Forty-five mesozooplankton taxa were registered at Suape Bay (Table 1). The most abundant taxa at the dry season were copepods (70% to 90% dominance) and at the rainy season, copepods and decapod larvae. The remaining taxa showed mean relative abundances lower than 10%. Among the copepods, the species Acartia lilljeborgi, Parvocalanus crassirostris, Oithona hebes, Corycaeus (C.) speciosus and Temora turbinata were frequent at Suape Bay (Table 1). Other frequent taxa were Sagitta tenuis, Oikopleura dioica, and brachyuran zoeae. The mesozooplankton composition in November/1997 (before reef breakup), was characterized by an estuarine group dominated by Acartia lilljeborgi, Parvocalanus crassirostris, Oithona hebes, O. oswaldocruzi and Euterpina acutifrons. In December/1997 and ongoing months (during and after reef breakup) a coastal marine group such as Paracalanus quasimodo, P. indicus, Calanopia americana, Oncaea venusta, Corycaeus (C.) speciosus and Microsetella rosea began to occur at Suape Bay.
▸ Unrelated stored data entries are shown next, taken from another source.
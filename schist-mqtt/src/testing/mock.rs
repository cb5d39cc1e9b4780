/*
 * Copyright Bret Ambrose. All Rights Reserved.
 * SPDX-License-Identifier: Apache-2.0.
 */

use crate::client::{TimerHandle, TimerService, Transport};

use std::cell::RefCell;
use std::collections::HashMap;
use std::rc::Rc;
use std::time::Duration;

#[derive(Clone, Debug, PartialEq, Eq)]
pub(crate) enum TransportCall {
    Connect,
    Reconnect(Duration),
    Send(Vec<u8>),
    Destroy,
}

pub(crate) type TransportCallLog = Rc<RefCell<Vec<TransportCall>>>;

/// Records every call made on it; the test drives the matching network events by hand
pub(crate) struct MockTransport {
    calls: TransportCallLog,
}

impl MockTransport {
    pub(crate) fn new() -> (MockTransport, TransportCallLog) {
        let calls : TransportCallLog = Rc::new(RefCell::new(Vec::new()));

        (MockTransport { calls: calls.clone() }, calls)
    }
}

impl Transport for MockTransport {
    fn connect(&mut self) {
        self.calls.borrow_mut().push(TransportCall::Connect);
    }

    fn reconnect(&mut self, after: Duration) {
        self.calls.borrow_mut().push(TransportCall::Reconnect(after));
    }

    fn send(&mut self, bytes: Vec<u8>) {
        self.calls.borrow_mut().push(TransportCall::Send(bytes));
    }

    fn destroy(&mut self) {
        self.calls.borrow_mut().push(TransportCall::Destroy);
    }
}

#[derive(Clone, Copy, Debug, PartialEq, Eq)]
pub(crate) struct MockTimer {
    pub(crate) delay: Duration,
    pub(crate) repeating: bool,
}

#[derive(Default)]
pub(crate) struct MockTimerState {
    next_id: u64,
    pub(crate) active: HashMap<TimerHandle, MockTimer>,
    pub(crate) cancelled: Vec<TimerHandle>,
}

impl MockTimerState {
    pub(crate) fn find(&self, delay: Duration, repeating: bool) -> Option<TimerHandle> {
        self.active.iter()
            .find(|(_, timer)| timer.delay == delay && timer.repeating == repeating)
            .map(|(handle, _)| *handle)
    }
}

pub(crate) type MockTimerStateRef = Rc<RefCell<MockTimerState>>;

/// Never fires on its own; tests fire timers through the client's timer entry point
pub(crate) struct MockTimerService {
    state: MockTimerStateRef,
}

impl MockTimerService {
    pub(crate) fn new() -> (MockTimerService, MockTimerStateRef) {
        let state : MockTimerStateRef = Rc::new(RefCell::new(MockTimerState::default()));

        (MockTimerService { state: state.clone() }, state)
    }
}

impl TimerService for MockTimerService {
    fn add(&mut self, delay: Duration, repeating: bool) -> TimerHandle {
        let mut state = self.state.borrow_mut();
        state.next_id += 1;

        let handle = TimerHandle(state.next_id);
        state.active.insert(handle, MockTimer { delay, repeating });

        handle
    }

    fn cancel(&mut self, handle: TimerHandle) {
        let mut state = self.state.borrow_mut();
        state.active.remove(&handle);
        state.cancelled.push(handle);
    }
}
/*
 * Copyright Bret Ambrose. All Rights Reserved.
 * SPDX-License-Identifier: Apache-2.0.
 */

use crate::decode::utils::*;
use crate::encode::utils::*;
use crate::error::{MqttError, MqttResult};
use crate::logging::*;
use crate::mqtt::*;
use crate::mqtt::properties::*;
use crate::mqtt::utils::*;

use log::*;
use std::fmt;

define_ack_packet_encoding_impl5!(encode_pubrel_packet5, PubrelPacket, PUBREL_FIRST_BYTE);
define_ack_packet_encoding_impl311!(encode_pubrel_packet311, PubrelPacket, PUBREL_FIRST_BYTE);

define_ack_packet_decode_function5!(decode_pubrel_packet5, Pubrel, PubrelPacket, "Pubrel", PUBREL_FIRST_BYTE);
define_ack_packet_decode_function311!(decode_pubrel_packet311, Pubrel, PubrelPacket, "Pubrel", PUBREL_FIRST_BYTE);

define_ack_packet_display_trait!(PubrelPacket, "PubrelPacket");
Zooplankton minimum abundance was 9 ind.m-3, (high tide, station 1, rainy season, May/1998) and maximum was 2,532 ind.m-3 (ebb tide, station 3, dry season, november/1997). The species Acartia lilljeborgi was by far the most abundant (2,076 ind.m-3), with an average density of 1,900 ind.m-3. Station 1 presented two large peaks in November, one at low tide and another one during high tide (Fig. 2).

 

 

Station 2 presented two smaller peaks in April, one during ebb and another during flood tides. Station 3 had two high peaks in November (ebb and low tide) and one small in May (flood) (Fig. 2).

Species diversity varied from 0.77 bits.ind-1 (station 1, low tide, May/1998) caused by the dominance of brachyuran zoeae, to 3.87 (station 3, high tide, April/1998) (Fig. 3a). Average diversity was 2.55 bits.ind-1. Evenness varied from 0.28 (station 3, ebb, November/1997) to 0.95 (station 2, low tide, December/1997) (Fig. 3b); average was 0.68.

 

 

DISCUSSION

Mesozooplankton was dominated by Copepoda, which made up nearly 73% of total abundance. The dominance of Copepoda in Brazilian tropical estuaries has already been described by Tundisi (1970), Björnberg (1981) and Neumann-Leitão (1995). The most abundant species found in the present work were typical of coastal waters (Boltovskoy,1981), showing that the intense marine influx in Suape Bay, after the reef breakage, mainly at station 3, affected the zooplankton composition. High densities of

Acartia lilljeborgi, an estuarine copepod (Björnberg, 1981) were registered mainly in November/1997, before the reef breakage, when a typical estuarine community occurred in the bay.

In general, the zooplankton abundance of the studied area was low, when comparing to other estuaries of Pernambuco collected with the same mesh size net (Schwamborn, 1997; Neumann-Leitão et al., 2001; Schwamborn et al., 2001 among others), even when comparing with the earlier data of Paranaguá (1986) for this area. Lower values were registered after November 1997, when the port expansion began. The microzooplankton abundance (net 65 mm mesh size) of the estuaries of the rivers Massangana and Tatuoca, which outflux into Suape Bay, was also very low after the port construction vaying from 12 to 100 org.m-3 (Neumann-Leitão et al., 1992b).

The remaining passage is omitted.